Tuesday, August 13, 2013
Press Release: Carnegie Mellon's School of Drama Celebrates 100 Years of Conservatory Training with American Season of Plays
Contacts: Dennis Schebetta / 412-268-2068 / firstname.lastname@example.org
Pam Wigley / 412-268-1047 / email@example.com
PITTSBURGH—Carnegie Mellon University's School of Drama, the oldest degree-granting conservatory training program in the U.S., will celebrate its centennial during the 2013-2014 academic year by recognizing the contributions that alumni, faculty and staff have made to the entertainment industry with a season of performances that's decidedly American.
The 2013-2014 Subscriber Series will open in October with Arthur Miller's classic play "The Crucible" (Oct. 3-12), directed by faculty member and alumnus Tony McKay (A'69). Faculty member and alumna Barbara Mackenzie-Wood (A'67, '90) will direct "You Can't Take It With You" (Nov. 14-23) by Moss Hart and George Kaufman, which will be followed by Andrew Lippa's musical "The Wild Party" (Feb. 20-March 1, 2014), directed by alumnus Matthew Gardiner (A'06), who is associate artistic director of Signature Theater in Virginia. Closing the season will be David Ives' "Lives of the Saints" (April 17-26, 2014), directed by Gregory Lehane, professor of drama and music in The John Wells Directing Program. All performances will take place in the Purnell Center for the Arts on the Oakland campus.
"All four plays are pillars of the American dramatic repertoire and represent a raft of theatrical offerings," said Peter Cooke, head of the School of Drama. "We're thrilled to welcome back Matthew Gardiner as our special guest to direct our 100th Anniversary production."
The new season also includes a production of "The Glass Menagerie" by Tennessee Williams and "The Nina Variations" by Steven Deitz, in addition to the seven-play Directors Series and a New Works Series of six plays, which will be directed by students in The John Wells Directing Program, named for legendary Hollywood producer and School of Drama alumnus John Wells (A'79).
The School of Drama is enjoying international acclaim as it moves into its centennial.

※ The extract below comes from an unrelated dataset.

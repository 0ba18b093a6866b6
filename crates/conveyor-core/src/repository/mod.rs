//! Storage ports implemented by the infrastructure layer.

pub mod definition;
pub mod task;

The Hollywood Reporter recently ranked the school 4th among the top 25 Drama Schools in the world for the second year in a row. Earlier this year, CMU alumni stole the spotlight at the 67th Annual Tony Awards, winning eight awards across six categories, with several CMU alumni presenting or performing on stage. Eleven alumni and an incoming faculty member, Suttirat Anne Larlarb, have been nominated for 2013 Emmy Awards.
In recognition and celebration of School of Drama alumni contributions to the entertainment fields in film, television, theater and other performing arts, the school is planning several celebratory evenings beginning in February 2014 in Pittsburgh, New York City and Los Angeles, with several distinguished alumni scheduled to participate.

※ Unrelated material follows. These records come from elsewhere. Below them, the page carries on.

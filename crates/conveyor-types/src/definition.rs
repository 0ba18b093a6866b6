//! Pipeline definition types.
//!
//! A `WorkflowDefinition` is the versioned, immutable template a task is
//! instantiated from: ordered stages, each holding heterogeneous jobs and an
//! optional approval gate. Job payloads are a closed sum type keyed by the
//! job kind so that fan-out is an exhaustive match, never a type probe.

use serde::{Deserialize, Serialize};

// ---------------------------------------------------------------------------
// Workflow Definition
// ---------------------------------------------------------------------------

/// A versioned pipeline template.
#[derive(Debug, Clone, PartialEq, Serialize, Deserialize)]
pub struct WorkflowDefinition {
    /// Unique workflow name; scopes the task sequence.
    pub name: String,
    #[serde(default)]
    pub display_name: String,
    #[serde(default)]
    pub project: String,
    #[serde(default = "default_version")]
    pub version: String,
    #[serde(default, skip_serializing_if = "Option::is_none")]
    pub description: Option<String>,
    /// Workflow-level parameters, rendered as `{{.workflow.params.<name>}}`.
    #[serde(default)]
    pub params: Vec<Param>,
    /// Start every task of this workflow in debug mode.
    #[serde(default)]
    pub debug: bool,
    /// Trigger-control objects. Never copied into a task snapshot.
    #[serde(default, skip_serializing_if = "Vec::is_empty")]
    pub hooks: Vec<HookControl>,
    pub stages: Vec<StageDefinition>,
}

fn default_version() -> String {
    "1".to_string()
}

impl WorkflowDefinition {
    /// Look up a job definition by name across all stages.
    pub fn job(&self, name: &str) -> Option<&JobDefinition> {
        self.stages
            .iter()
            .flat_map(|stage| stage.jobs.iter())
            .find(|job| job.name == name)
    }

    /// Look up a stage definition by name.
    pub fn stage(&self, name: &str) -> Option<&StageDefinition> {
        self.stages.iter().find(|stage| stage.name == name)
    }

    /// Copy of this definition with trigger-control objects removed.
    pub fn without_hooks(&self) -> Self {
        Self {
            hooks: Vec::new(),
            ..self.clone()
        }
    }
}

/// A workflow parameter.
#[derive(Debug, Clone, PartialEq, Serialize, Deserialize)]
pub struct Param {
    pub name: String,
    #[serde(default)]
    pub value: String,
    /// A required parameter must carry a non-empty value after argument merge.
    #[serde(default)]
    pub required: bool,
    /// When non-empty, the value must be one of these.
    #[serde(default, skip_serializing_if = "Vec::is_empty")]
    pub choices: Vec<String>,
    #[serde(default, skip_serializing_if = "Option::is_none")]
    pub description: Option<String>,
}

/// An external trigger bound to the workflow (git hook, schedule, ...).
#[derive(Debug, Clone, PartialEq, Serialize, Deserialize)]
pub struct HookControl {
    pub name: String,
    pub kind: HookKind,
    #[serde(default = "default_true")]
    pub enabled: bool,
    #[serde(default, skip_serializing_if = "Option::is_none")]
    pub repo: Option<String>,
    #[serde(default, skip_serializing_if = "Option::is_none")]
    pub schedule: Option<String>,
}

#[derive(Debug, Clone, Copy, PartialEq, Eq, Serialize, Deserialize)]
#[serde(rename_all = "snake_case")]
pub enum HookKind {
    GitPush,
    MergeRequest,
    Tag,
    Cron,
}

fn default_true() -> bool {
    true
}

// ---------------------------------------------------------------------------
// Stage Definition
// ---------------------------------------------------------------------------

/// An ordered group of jobs with an optional entry gate.
#[derive(Debug, Clone, PartialEq, Serialize, Deserialize)]
pub struct StageDefinition {
    pub name: String,
    /// Run the stage's jobs concurrently instead of in list order.
    #[serde(default)]
    pub parallel: bool,
    #[serde(default, skip_serializing_if = "Option::is_none")]
    pub approval: Option<ApprovalSpec>,
    pub jobs: Vec<JobDefinition>,
}

/// Human approval gate configuration.
#[derive(Debug, Clone, PartialEq, Serialize, Deserialize)]
pub struct ApprovalSpec {
    #[serde(default = "default_true")]
    pub enabled: bool,
    #[serde(default)]
    pub kind: ApprovalKind,
    /// Minutes before an undecided gate resolves to `reject`.
    #[serde(default = "default_approval_timeout")]
    pub timeout_minutes: u64,
    /// Distinct approvals required to pass the gate.
    #[serde(default = "default_needed_approvers")]
    pub needed_approvers: u32,
    /// Decider ids allowed to vote. Empty means anyone.
    #[serde(default)]
    pub approvers: Vec<String>,
    #[serde(default, skip_serializing_if = "Option::is_none")]
    pub description: Option<String>,
}

fn default_approval_timeout() -> u64 {
    60
}

fn default_needed_approvers() -> u32 {
    1
}

/// Where the approval request is surfaced. The gate logic is identical for
/// every kind.
#[derive(Debug, Clone, PartialEq, Eq, Default, Serialize, Deserialize)]
#[serde(tag = "type", rename_all = "snake_case")]
pub enum ApprovalKind {
    #[default]
    Native,
    Chat { platform: String },
}

// ---------------------------------------------------------------------------
// Job Definition
// ---------------------------------------------------------------------------

/// A unit of work inside a stage, expanded into one or more job tasks.
#[derive(Debug, Clone, PartialEq, Serialize, Deserialize)]
pub struct JobDefinition {
    /// Unique within the workflow. Lowercase letters, digits and '-'.
    pub name: String,
    #[serde(default)]
    pub skipped: bool,
    /// A failing optional job does not fail its stage.
    #[serde(default)]
    pub optional: bool,
    #[serde(default, skip_serializing_if = "Option::is_none")]
    pub timeout_minutes: Option<u64>,
    pub spec: JobSpec,
}

impl JobDefinition {
    pub fn job_type(&self) -> JobType {
        self.spec.job_type()
    }
}

/// Kind-specific job payload.
///
/// Internally tagged by `type`:
/// ```yaml
/// spec:
///   type: build
///   services:
///     - service_name: api
///       service_module: api-server
/// ```
#[derive(Debug, Clone, PartialEq, Serialize, Deserialize)]
#[serde(tag = "type", rename_all = "snake_case")]
pub enum JobSpec {
    Build(BuildJobSpec),
    Deploy(DeployJobSpec),
    Freestyle(FreestyleJobSpec),
    Testing(TestingJobSpec),
    Scanning(ScanningJobSpec),
}

impl JobSpec {
    pub fn job_type(&self) -> JobType {
        match self {
            JobSpec::Build(_) => JobType::Build,
            JobSpec::Deploy(_) => JobType::Deploy,
            JobSpec::Freestyle(_) => JobType::Freestyle,
            JobSpec::Testing(_) => JobType::Testing,
            JobSpec::Scanning(_) => JobType::Scanning,
        }
    }
}

/// Discriminant of [`JobSpec`].
#[derive(Debug, Clone, Copy, PartialEq, Eq, Hash, Serialize, Deserialize)]
#[serde(rename_all = "snake_case")]
pub enum JobType {
    Build,
    Deploy,
    Freestyle,
    Testing,
    Scanning,
}

impl JobType {
    /// Kinds that run a user shell step and can pause at breakpoints.
    pub fn supports_debug(&self) -> bool {
        !matches!(self, JobType::Deploy)
    }

    pub fn as_str(&self) -> &'static str {
        match self {
            JobType::Build => "build",
            JobType::Deploy => "deploy",
            JobType::Freestyle => "freestyle",
            JobType::Testing => "testing",
            JobType::Scanning => "scanning",
        }
    }
}

impl std::fmt::Display for JobType {
    fn fmt(&self, f: &mut std::fmt::Formatter<'_>) -> std::fmt::Result {
        f.write_str(self.as_str())
    }
}

/// A key/value pair injected into the job environment.
#[derive(Debug, Clone, PartialEq, Eq, Serialize, Deserialize)]
pub struct KeyVal {
    pub key: String,
    #[serde(default)]
    pub value: String,
    #[serde(default)]
    pub is_credential: bool,
}

/// Fan out a build over service modules.
#[derive(Debug, Clone, PartialEq, Serialize, Deserialize)]
pub struct BuildJobSpec {
    #[serde(default)]
    pub script: String,
    #[serde(default)]
    pub envs: Vec<KeyVal>,
    pub services: Vec<ServiceBuild>,
}

#[derive(Debug, Clone, PartialEq, Serialize, Deserialize)]
pub struct ServiceBuild {
    pub service_name: String,
    pub service_module: String,
    #[serde(default)]
    pub build_name: String,
    #[serde(default, skip_serializing_if = "Option::is_none")]
    pub branch: Option<String>,
    #[serde(default)]
    pub envs: Vec<KeyVal>,
}

/// Roll service images out to an environment, one job task per service module.
#[derive(Debug, Clone, PartialEq, Serialize, Deserialize)]
pub struct DeployJobSpec {
    pub env: String,
    #[serde(default)]
    pub production: bool,
    pub services: Vec<ServiceImage>,
}

#[derive(Debug, Clone, PartialEq, Serialize, Deserialize)]
pub struct ServiceImage {
    pub service_name: String,
    pub service_module: String,
    /// Image reference; may reference an upstream output such as
    /// `{{.job.build-api.IMAGE}}`.
    pub image: String,
}

/// A user script, optionally fanned out over services.
#[derive(Debug, Clone, PartialEq, Serialize, Deserialize)]
pub struct FreestyleJobSpec {
    pub script: String,
    #[serde(default, skip_serializing_if = "Option::is_none")]
    pub image: Option<String>,
    #[serde(default)]
    pub envs: Vec<KeyVal>,
    /// When empty the job expands to a single task.
    #[serde(default)]
    pub services: Vec<ServiceRef>,
}

#[derive(Debug, Clone, PartialEq, Eq, Serialize, Deserialize)]
pub struct ServiceRef {
    pub service_name: String,
    pub service_module: String,
}

/// One job task per test module.
#[derive(Debug, Clone, PartialEq, Serialize, Deserialize)]
pub struct TestingJobSpec {
    pub modules: Vec<TestModule>,
}

#[derive(Debug, Clone, PartialEq, Serialize, Deserialize)]
pub struct TestModule {
    pub name: String,
    #[serde(default)]
    pub script: String,
    #[serde(default)]
    pub envs: Vec<KeyVal>,
}

/// One job task per code scanning.
#[derive(Debug, Clone, PartialEq, Serialize, Deserialize)]
pub struct ScanningJobSpec {
    pub scannings: Vec<ScanningModule>,
}

#[derive(Debug, Clone, PartialEq, Serialize, Deserialize)]
pub struct ScanningModule {
    pub name: String,
    #[serde(default)]
    pub script: String,
    #[serde(default, skip_serializing_if = "Option::is_none")]
    pub repo: Option<String>,
}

"Celebrating 100 years of Carnegie Mellon University's School of Drama in 2013-2014 is an extraordinary achievement. To all former staff, faculty and students, the current cohort, our fabulous alumni and clans, and all those coming to study or work on campus in the next 100 years, I salute, thank, welcome and congratulate you," Cooke said. "The level of accomplishment across all disciplines offered by the school in its storied history could not be higher, nor more widely felt and acknowledged across the world arts community, and for that, we in the school thank each and every participant in its 100-year journey."

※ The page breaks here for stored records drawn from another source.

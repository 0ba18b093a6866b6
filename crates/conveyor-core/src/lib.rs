//! Task engine logic and port trait definitions for Conveyor.
//!
//! This crate defines the "ports" (repository and backend traits) that the
//! infrastructure layer implements, and the engine that drives workflow
//! tasks through them. It depends only on `conveyor-types` -- never on
//! `conveyor-infra` or any database/IO crate.

pub mod backend;
pub mod controller;
pub mod event;
pub mod repository;
pub mod workflow;

#[cfg(test)]
pub(crate) mod testing;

For this year's School of Drama performance package options or to place a subscription order, call the box office at 412-268-2407 between noon and 5 p.m., Monday through Friday. Special discounts are available to all Carnegie Mellon alumni. All Subscriber Series performances are at 8 p.m., Tuesday through Friday, and 2 and 8 p.m. on Saturdays. For more information about the School of Drama, visit www.drama.cmu.edu.
NOTE: Students in the Dramaturgy Program will host talkbacks with the audience, casts and crews following Tuesday evening performances, explaining the play's background and commenting on the research and development of the story line. The dramaturgs are also available to discuss the plays with classes, student groups and public organizations. Contact Wendy Arons, dramaturgy option coordinator, at firstname.lastname@example.org to schedule a session with a dramaturg.
Carnegie Mellon's School of Drama, the oldest degree-granting conservatory training program in the U.S., will celebrate its 100th anniversary during the 2013-2014 school year.